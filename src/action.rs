//! Closed enumeration of workflow actions
//!
//! An external dispatcher parses raw commands into `Action` values and
//! applies them; the match in `Acm::apply` is exhaustive, so adding an
//! action is a compile-visible change. The decision rides along as a raw
//! string so malformed decisions still reach the engine and get audited.

use serde::{Deserialize, Serialize};

use crate::engine::Acm;
use crate::error::Result;

/// One workflow request with its typed arguments
#[derive(Debug, Clone, PartialEq, Eq, Serialize, Deserialize)]
pub enum Action {
    AddSubject { subject: String, role: String },
    CreateObject { object: String, subject: String },
    Edit { object: String, subject: String },
    Read { object: String, subject: String },
    Submit { object: String, subject: String },
    Send { object: String, sender: String, target: String },
    Accept { object: String, subject: String },
    Review { object: String, subject: String },
    ConsiderReviews { object: String, subject: String, decision: String },
}

impl Acm {
    /// Apply one action to the system
    pub fn apply(&mut self, action: &Action) -> Result<()> {
        match action {
            Action::AddSubject { subject, role } => self.add_subject(subject, role),
            Action::CreateObject { object, subject } => self.create_object(object, subject),
            Action::Edit { object, subject } => self.edit(object, subject),
            Action::Read { object, subject } => self.read(object, subject),
            Action::Submit { object, subject } => self.submit(object, subject),
            Action::Send { object, sender, target } => self.send(object, sender, target),
            Action::Accept { object, subject } => self.accept(object, subject),
            Action::Review { object, subject } => self.review(object, subject),
            Action::ConsiderReviews { object, subject, decision } => {
                self.consider_reviews(object, subject, decision)
            }
        }
    }
}
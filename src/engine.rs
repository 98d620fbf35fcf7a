//! The workflow engine: one aggregate owning policy, matrix, and log
//!
//! Every action handler follows the same shape: resolve the target cell(s),
//! check the required capability, mutate on success, and append exactly one
//! audit entry either way. Handlers are check-then-act and must not be
//! interleaved for the same pair; `Acm` is a plain value, so a concurrent
//! adaptation wraps one instance in one exclusive lock.

use tracing::{debug, info};

use crate::audit::{AuditEntry, AuditLog};
use crate::caps::{
    capability_names, CapabilitySet, ACCEPT, CONSIDER_REVIEWS, EDIT, OWNER, READ, REVIEW, SEND,
    SUBMIT,
};
use crate::error::{AcmError, Result};
use crate::matrix::{AccessMatrix, MatrixSnapshot};
use crate::policy::{
    is_editor_family, is_invitable, is_reviewer_family, Decision, RolePolicy, ADMINISTRATOR,
    ASSOCIATE_EDITOR, AUTHOR, EDITOR, REVIEWER,
};

/// The access-control system: role policy + access matrix + audit log.
///
/// The policy variant is a constructor argument; there is no global state.
#[derive(Debug, Clone)]
pub struct Acm {
    policy: RolePolicy,
    matrix: AccessMatrix,
    log: AuditLog,
}
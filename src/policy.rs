//! Role policy table and workflow decisions
//!
//! The policy table maps each role name to a template capability set: the
//! schema a fresh cell gets for that role plus its default grants. It is
//! built once and injected into the engine, never mutated afterwards.

use std::fmt;
use std::str::FromStr;

use serde::{Deserialize, Serialize};

use crate::caps::{
    CapabilitySet, ACCEPT, ALL_CAPS, CONSIDER_REVIEWS, EDIT, OWNER, READ, REVIEW, SEND, SUBMIT,
};
use crate::error::AcmError;

// Role names
pub const AUTHOR: &str = "Author";
pub const EDITOR: &str = "Editor";
pub const ASSOCIATE_EDITOR: &str = "Associate_Editor";
pub const REVIEWER: &str = "Reviewer";
pub const ADMINISTRATOR: &str = "Administrator";
pub const AUTHOR_ASSOCIATE_EDITOR: &str = "Author/Associate_Editor";
pub const AUTHOR_REVIEWER: &str = "Author/Reviewer";

/// Maps role names to their template capability sets.
///
/// Immutable after construction; the engine takes it as a constructor
/// argument so policy variants are values, not subtypes.
#[derive(Debug, Clone)]
pub struct RolePolicy {
    roles: Vec<(String, CapabilitySet)>,
}

impl RolePolicy {
    /// Build a policy from (role name, template) pairs
    pub fn new(roles: Vec<(String, CapabilitySet)>) -> Self {
        RolePolicy { roles }
    }

    /// The fixed editorial-workflow policy table
    pub fn editorial() -> Self {
        let entry = |name: &str, tpl: CapabilitySet| (name.to_string(), tpl);
        RolePolicy {
            roles: vec![
                entry(AUTHOR, CapabilitySet::new(OWNER | EDIT | READ | SUBMIT)),
                entry(EDITOR, CapabilitySet::new(READ | SEND | REVIEW | CONSIDER_REVIEWS)),
                entry(
                    ASSOCIATE_EDITOR,
                    CapabilitySet::new(READ | SEND | ACCEPT | REVIEW | CONSIDER_REVIEWS),
                ),
                entry(REVIEWER, CapabilitySet::new(READ | ACCEPT | REVIEW)),
                entry(ADMINISTRATOR, CapabilitySet::with_all(ALL_CAPS)),
                entry(AUTHOR_ASSOCIATE_EDITOR, CapabilitySet::new(ALL_CAPS)),
                entry(
                    AUTHOR_REVIEWER,
                    CapabilitySet::new(OWNER | EDIT | READ | SUBMIT | ACCEPT | REVIEW),
                ),
            ],
        }
    }

    /// Template capability set for a role
    pub fn template(&self, role: &str) -> Option<&CapabilitySet> {
        self.roles.iter().find(|(n, _)| n == role).map(|(_, t)| t)
    }

    /// Check if a role exists in the table
    pub fn contains(&self, role: &str) -> bool {
        self.roles.iter().any(|(n, _)| n == role)
    }

    /// Role names in table order
    pub fn role_names(&self) -> impl Iterator<Item = &str> {
        self.roles.iter().map(|(n, _)| n.as_str())
    }

    /// The full capability schema of a role, joined by `/`
    pub fn describe(&self, role: &str) -> Option<String> {
        self.template(role).map(|t| t.describe_schema())
    }

    /// A fully-granted copy of a role's template, used as an overlay source
    /// when a workflow step confers that role's access
    pub(crate) fn granted_template(&self, role: &str) -> Option<CapabilitySet> {
        self.template(role).map(|t| CapabilitySet::with_all(t.schema()))
    }
}

/// Roles that gain Associate_Editor access when accepting an invitation
pub fn is_editor_family(role: &str) -> bool {
    matches!(role, ASSOCIATE_EDITOR | AUTHOR_ASSOCIATE_EDITOR | ADMINISTRATOR)
}

/// Roles that gain Reviewer access when accepting an invitation
pub fn is_reviewer_family(role: &str) -> bool {
    matches!(role, REVIEWER | AUTHOR_REVIEWER | ADMINISTRATOR)
}

/// Roles that may be invited to a manuscript. Administrators are not
/// invitable; they already hold full access to every object.
pub fn is_invitable(role: &str) -> bool {
    matches!(
        role,
        REVIEWER | AUTHOR_REVIEWER | ASSOCIATE_EDITOR | AUTHOR_ASSOCIATE_EDITOR
    )
}

/// The enumerated outcomes a Consider_Reviews action may carry
#[derive(Debug, Clone, Copy, PartialEq, Eq, Serialize, Deserialize)]
pub enum Decision {
    Accept,
    AcceptMinor,
    AcceptMajor,
    Reject,
    Report,
}

impl Decision {
    /// Canonical wire spelling of the decision
    pub fn as_str(&self) -> &'static str {
        match self {
            Decision::Accept => "Accept",
            Decision::AcceptMinor => "Accept_Minor",
            Decision::AcceptMajor => "Accept_Major",
            Decision::Reject => "Reject",
            Decision::Report => "Report",
        }
    }
}

impl FromStr for Decision {
    type Err = AcmError;

    fn from_str(s: &str) -> Result<Self, Self::Err> {
        match s {
            "Accept" => Ok(Decision::Accept),
            "Accept_Minor" => Ok(Decision::AcceptMinor),
            "Accept_Major" => Ok(Decision::AcceptMajor),
            "Reject" => Ok(Decision::Reject),
            "Report" => Ok(Decision::Report),
            other => Err(AcmError::InvalidDecision(other.to_string())),
        }
    }
}

impl fmt::Display for Decision {
    fn fmt(&self, f: &mut fmt::Formatter<'_>) -> fmt::Result {
        f.write_str(self.as_str())
    }
}
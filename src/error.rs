//! Error types for capmat

use thiserror::Error;

/// The main error type for capmat operations.
///
/// Policy denials (`CapabilityDenied`, `RoleNotPermitted`) and malformed
/// requests (`NotFound`, `InvalidDecision`, ...) are distinct kinds so a
/// caller can tell "denied by policy" from "caller bug". Every variant is
/// recoverable: a failed request leaves the matrix untouched.
#[derive(Debug, Clone, PartialEq, Eq, Error)]
pub enum AcmError {
    #[error("subject \"{0}\" already exists")]
    DuplicateSubject(String),

    #[error("manuscript \"{0}\" already exists")]
    DuplicateObject(String),

    #[error("role \"{0}\" does not exist")]
    UnknownRole(String),

    #[error("{kind} \"{name}\" does not exist")]
    NotFound { kind: &'static str, name: String },

    #[error("role \"{role}\" is not permitted to {attempted}")]
    RoleNotPermitted { role: String, attempted: &'static str },

    #[error("decision \"{0}\" is not a valid Consider_Reviews option")]
    InvalidDecision(String),

    #[error("\"{subject}\" lacks {capability} on \"{object}\"")]
    CapabilityDenied {
        subject: String,
        capability: &'static str,
        object: String,
    },
}

impl AcmError {
    /// Shorthand for a missing subject.
    pub(crate) fn no_subject(name: &str) -> Self {
        AcmError::NotFound { kind: "subject", name: name.to_string() }
    }

    /// Shorthand for a missing manuscript.
    pub(crate) fn no_object(name: &str) -> Self {
        AcmError::NotFound { kind: "manuscript", name: name.to_string() }
    }
}

/// Result type alias for capmat operations
pub type Result<T> = std::result::Result<T, AcmError>;
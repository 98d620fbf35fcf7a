//! capmat - capability-based access control matrix for editorial workflows
//!
//! Subjects (users) and objects (manuscripts) meet in a matrix of
//! capability cells; workflow actions (create, edit, read, submit, invite,
//! accept, review, decide) check and mutate those cells under a role
//! policy, and every request lands in an append-only audit log.
//!
//! ```
//! use capmat::Acm;
//!
//! let mut acm = Acm::editorial();
//! acm.add_subject("alice", "Author").unwrap();
//! acm.add_subject("root", "Administrator").unwrap();
//! acm.create_object("M1", "alice").unwrap();
//!
//! assert!(acm.has_capability("M1", "alice", "Owner"));
//! assert!(acm.has_capability("M1", "root", "Read"));
//! assert_eq!(acm.audit().len(), 3);
//! ```

mod action;
mod audit;
mod caps;
mod engine;
mod error;
mod matrix;
mod policy;

pub use action::Action;
pub use audit::{AuditEntry, AuditLog};
pub use caps::{
    cap_bit, capability_names, caps_to_names, names_to_caps, CapabilitySet, ACCEPT, ALL_CAPS,
    CONSIDER_REVIEWS, EDIT, OWNER, READ, REVIEW, SEND, SUBMIT,
};
pub use engine::Acm;
pub use error::{AcmError, Result};
pub use policy::{
    is_editor_family, is_invitable, is_reviewer_family, Decision, RolePolicy, ADMINISTRATOR,
    ASSOCIATE_EDITOR, AUTHOR, AUTHOR_ASSOCIATE_EDITOR, AUTHOR_REVIEWER, EDITOR, REVIEWER,
};
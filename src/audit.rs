//! Append-only audit log of access requests
//!
//! Every request against the engine - permitted, denied, or malformed -
//! appends exactly one entry, so the log is a complete request history.
//! Entries are immutable once appended and iterate in insertion order.

use std::fmt;

use serde::{Deserialize, Serialize};

/// One logged request: who asked for what, the outcome, and the effects
#[derive(Debug, Clone, PartialEq, Eq, Serialize, Deserialize)]
pub struct AuditEntry {
    /// The subject the request was attributed to (may be empty for
    /// requests that never resolved a subject)
    pub subject: String,
    /// The requested action name, e.g. "Edit" or "Consider_Reviews"
    pub action: String,
    /// Whether the request was granted
    pub permitted: bool,
    /// Free-text effect notes, in the order they happened
    pub effects: Vec<String>,
}

impl fmt::Display for AuditEntry {
    fn fmt(&self, f: &mut fmt::Formatter<'_>) -> fmt::Result {
        writeln!(
            f,
            "User \"{}\" requested \"{}\". The request was {}",
            self.subject,
            self.action,
            if self.permitted { "granted" } else { "denied" }
        )?;
        for effect in &self.effects {
            writeln!(f, "{effect}")?;
        }
        Ok(())
    }
}

/// Append-only, process-lifetime request log
#[derive(Debug, Clone, Default)]
pub struct AuditLog {
    entries: Vec<AuditEntry>,
}

impl AuditLog {
    /// New empty log
    pub fn new() -> Self {
        AuditLog::default()
    }

    pub(crate) fn append(&mut self, entry: AuditEntry) {
        self.entries.push(entry);
    }

    /// All entries in insertion order
    pub fn iter(&self) -> impl Iterator<Item = &AuditEntry> {
        self.entries.iter()
    }

    /// Entries whose subject matches exactly, in insertion order
    pub fn by_subject<'a>(&'a self, subject: &'a str) -> impl Iterator<Item = &'a AuditEntry> {
        self.entries.iter().filter(move |e| e.subject == subject)
    }

    /// Entries with the given outcome, in insertion order
    pub fn by_permitted(&self, permitted: bool) -> impl Iterator<Item = &AuditEntry> {
        self.entries.iter().filter(move |e| e.permitted == permitted)
    }

    /// Total number of entries
    pub fn len(&self) -> usize {
        self.entries.len()
    }

    /// Check if the log is empty
    pub fn is_empty(&self) -> bool {
        self.entries.is_empty()
    }
}
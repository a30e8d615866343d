#![allow(dead_code)]

use std::collections::{HashMap, VecDeque};
use std::sync::Mutex;
use std::time::Duration;

use chrono::{FixedOffset, NaiveDate};
use harvest_core::{BackoffPolicy, HarvestWindow, Message, MessageTs};
use harvest_engine::{
    ChannelInfo, FailureKind, MessagePage, MessageSource, SourceError, UserInfo,
};

/// 2024-03-01T00:00:00+09:00 as unix seconds.
pub const DAY_START: u64 = 1_709_218_800;

pub fn jst() -> FixedOffset {
    FixedOffset::east_opt(9 * 3600).unwrap()
}

pub fn day() -> NaiveDate {
    NaiveDate::from_ymd_opt(2024, 3, 1).unwrap()
}

pub fn window(channel_id: &str) -> HarvestWindow {
    HarvestWindow::new(channel_id, day(), jst())
}

/// Identity `seconds` after the start of [`day`].
pub fn ts(seconds: u64) -> String {
    format!("{}.000100", DAY_START + seconds)
}

pub fn message(channel: &str, seconds: u64, user: &str, text: &str) -> Message {
    Message {
        ts: MessageTs::parse(&ts(seconds)).unwrap(),
        channel_id: channel.to_string(),
        user_id: Some(user.to_string()),
        text: text.to_string(),
        thread_parent: None,
        reply_count: 0,
        kind: "message".to_string(),
        subtype: None,
    }
}

pub fn parent(channel: &str, seconds: u64, user: &str, text: &str, replies: u32) -> Message {
    Message {
        reply_count: replies,
        ..message(channel, seconds, user, text)
    }
}

pub fn reply(channel: &str, seconds: u64, parent_seconds: u64, user: &str, text: &str) -> Message {
    Message {
        thread_parent: Some(MessageTs::parse(&ts(parent_seconds)).unwrap()),
        ..message(channel, seconds, user, text)
    }
}

pub fn page(messages: Vec<Message>, next_cursor: Option<&str>) -> MessagePage {
    MessagePage {
        messages,
        has_more: next_cursor.is_some(),
        next_cursor: next_cursor.map(str::to_string),
    }
}

pub fn fast_backoff(max_attempts: u32) -> BackoffPolicy {
    BackoffPolicy {
        max_attempts,
        default_rate_limit_wait: Duration::from_secs(10),
        max_rate_limit_wait: Duration::from_secs(60),
        transient_wait: Duration::from_millis(1),
    }
}

type Script<T> = VecDeque<Result<T, SourceError>>;

/// In-memory [`MessageSource`] replaying canned responses.
///
/// Each key holds a queue of responses. Calls pop from the front until one
/// response is left, which then repeats. Unscripted listings return an empty
/// final page; unscripted lookups fail with a fatal request error.
#[derive(Default)]
pub struct ScriptedSource {
    history: Mutex<HashMap<(String, Option<String>), Script<MessagePage>>>,
    replies: Mutex<HashMap<(String, String, Option<String>), Script<MessagePage>>>,
    channels: HashMap<String, ChannelInfo>,
    users: HashMap<String, String>,
    calls: Mutex<Vec<String>>,
}

impl ScriptedSource {
    pub fn new() -> Self {
        Self::default()
    }

    pub fn history(self, channel: &str, cursor: Option<&str>, response: Result<MessagePage, SourceError>) -> Self {
        self.history
            .lock()
            .unwrap()
            .entry((channel.to_string(), cursor.map(str::to_string)))
            .or_default()
            .push_back(response);
        self
    }

    pub fn replies(
        self,
        channel: &str,
        parent_seconds: u64,
        cursor: Option<&str>,
        response: Result<MessagePage, SourceError>,
    ) -> Self {
        self.replies
            .lock()
            .unwrap()
            .entry((channel.to_string(), ts(parent_seconds), cursor.map(str::to_string)))
            .or_default()
            .push_back(response);
        self
    }

    pub fn channel(mut self, id: &str, name: &str) -> Self {
        self.channels.insert(
            id.to_string(),
            ChannelInfo {
                name: name.to_string(),
                is_private: false,
            },
        );
        self
    }

    pub fn user(mut self, id: &str, name: &str) -> Self {
        self.users.insert(id.to_string(), name.to_string());
        self
    }

    pub fn calls(&self) -> Vec<String> {
        self.calls.lock().unwrap().clone()
    }

    pub fn count(&self, prefix: &str) -> usize {
        self.calls
            .lock()
            .unwrap()
            .iter()
            .filter(|c| c.starts_with(prefix))
            .count()
    }

    fn record(&self, call: String) {
        self.calls.lock().unwrap().push(call);
    }
}

fn next<T: Clone>(queue: Option<&mut Script<T>>, fallback: Result<T, SourceError>) -> Result<T, SourceError> {
    match queue {
        Some(queue) if queue.len() > 1 => queue.pop_front().unwrap_or(fallback),
        Some(queue) => queue.front().cloned().unwrap_or(fallback),
        None => fallback,
    }
}

#[async_trait::async_trait]
impl MessageSource for ScriptedSource {
    async fn list_history(
        &self,
        window: &HarvestWindow,
        cursor: Option<&str>,
    ) -> Result<MessagePage, SourceError> {
        self.record(format!("history {} {:?}", window.channel_id, cursor));
        let key = (window.channel_id.clone(), cursor.map(str::to_string));
        let mut history = self.history.lock().unwrap();
        next(history.get_mut(&key), Ok(MessagePage::default()))
    }

    async fn list_replies(
        &self,
        channel_id: &str,
        thread_ts: &MessageTs,
        cursor: Option<&str>,
    ) -> Result<MessagePage, SourceError> {
        self.record(format!("replies {} {} {:?}", channel_id, thread_ts, cursor));
        let key = (channel_id.to_string(), thread_ts.to_string(), cursor.map(str::to_string));
        let mut replies = self.replies.lock().unwrap();
        next(replies.get_mut(&key), Ok(MessagePage::default()))
    }

    async fn channel_info(&self, channel_id: &str) -> Result<ChannelInfo, SourceError> {
        self.record(format!("channel {channel_id}"));
        self.channels.get(channel_id).cloned().ok_or_else(|| {
            SourceError::new(FailureKind::Auth("channel_not_found".into()), "channel_not_found")
        })
    }

    async fn user_info(&self, user_id: &str) -> Result<UserInfo, SourceError> {
        self.record(format!("user {user_id}"));
        match self.users.get(user_id) {
            Some(name) => Ok(UserInfo {
                id: user_id.to_string(),
                display_name: name.clone(),
            }),
            None => Err(SourceError::new(
                FailureKind::Request("user_not_found".into()),
                "user_not_found",
            )),
        }
    }
}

◆ DESCRIPTION OF THE TASK: Write down exactly the span of lines above from the one containing "#[derive(Debug, Clone, PartialEq, Eq, Error)]" to the one containing "a missing subject.", both ends included.

◆ EXPECTED ANSWER:
#[derive(Debug, Clone, PartialEq, Eq, Error)]
pub enum AcmError {
    #[error("subject \"{0}\" already exists")]
    DuplicateSubject(String),

    #[error("manuscript \"{0}\" already exists")]
    DuplicateObject(String),

    #[error("role \"{0}\" does not exist")]
    UnknownRole(String),

    #[error("{kind} \"{name}\" does not exist")]
    NotFound { kind: &'static str, name: String },

    #[error("role \"{role}\" is not permitted to {attempted}")]
    RoleNotPermitted { role: String, attempted: &'static str },

    #[error("decision \"{0}\" is not a valid Consider_Reviews option")]
    InvalidDecision(String),

    #[error("\"{subject}\" lacks {capability} on \"{object}\"")]
    CapabilityDenied {
        subject: String,
        capability: &'static str,
        object: String,
    },
}

impl AcmError {
    /// Shorthand for a missing subject.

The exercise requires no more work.